- _Task directions_: Return the data below in full, exactly as it stands.

- _Working data_:

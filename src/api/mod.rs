//! HTTP boundary: the streaming scan endpoints and the small JSON
//! endpoints around them.

pub mod routes;
pub mod stream;

pub use routes::router;
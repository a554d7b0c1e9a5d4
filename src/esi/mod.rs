//! Upstream market API integration: the bounded-concurrency HTTP client,
//! wire DTOs, name resolution, and the market-history cache.

pub mod client;
pub mod dto;
pub mod history;
pub mod names;

pub use client::{AuthError, EsiClient};
pub use history::HistoryCache;
pub use names::NameService;

/// Yields a currently-valid access token for authenticated endpoints.
/// The SSO handshake and refresh flow live outside this crate; anything
/// that can produce a bearer token can drive the dashboard.
#[async_trait::async_trait]
pub trait TokenSource: Send + Sync {
    async fn access_token(&self) -> anyhow::Result<String>;
}

/// Fixed token, used by tests and by deployments that refresh out-of-band.
pub struct StaticToken(pub String);

#[async_trait::async_trait]
impl TokenSource for StaticToken {
    async fn access_token(&self) -> anyhow::Result<String> {
        Ok(self.0.clone())
    }
}
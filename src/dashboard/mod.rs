//! Corporation dashboard: parallel fan-out across wallet, member,
//! industry, mining, and market endpoints, plus the journal-derived
//! taxonomies and time series.

pub mod aggregator;
pub mod taxonomy;

pub use aggregator::{Dashboard, DashboardAggregator, DashboardParams};
pub use taxonomy::{IncomeCategory, MemberRole};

- _Answer for the task_:
filename src/api/mod.rs
//! HTTP boundary: the streaming scan endpoints and the small JSON
//! endpoints around them.

pub mod routes;
pub mod stream;

pub use routes::router;
repository a554d7b0c1e9a5d4
filename src/esi/mod.rs
//! Upstream market API integration: the bounded-concurrency HTTP client,
//! wire DTOs, name resolution, and the market-history cache.

pub mod client;
pub mod dto;
pub mod history;
pub mod names;

pub use client::{AuthError, EsiClient};
pub use history::HistoryCache;
pub use names::NameService;

/// Yields a currently-valid access token for authenticated endpoints.
/// The SSO handshake and refresh flow live outside this crate; anything
/// that can produce a bearer token can drive the dashboard.
#[async_trait::async_trait]
pub trait TokenSource: Send + Sync {
    async fn access_token(&self) -> anyhow::Result<String>;
}

/// Fixed token, used by tests and by deployments that refresh out-of-band.
pub struct StaticToken(pub String);

#[async_trait::async_trait]
impl TokenSource for StaticToken {
    async fn access_token(&self) -> anyhow::Result<String> {
        Ok(self.0.clone())
    }
}
filename src/dashboard/mod.rs
//! Corporation dashboard: parallel fan-out across wallet, member,
//! industry, mining, and market endpoints, plus the journal-derived
//! taxonomies and time series.

pub mod aggregator;
pub mod taxonomy;

pub use aggregator::{Dashboard, DashboardAggregator, DashboardParams};
pub use taxonomy::{IncomeCategory, MemberRole};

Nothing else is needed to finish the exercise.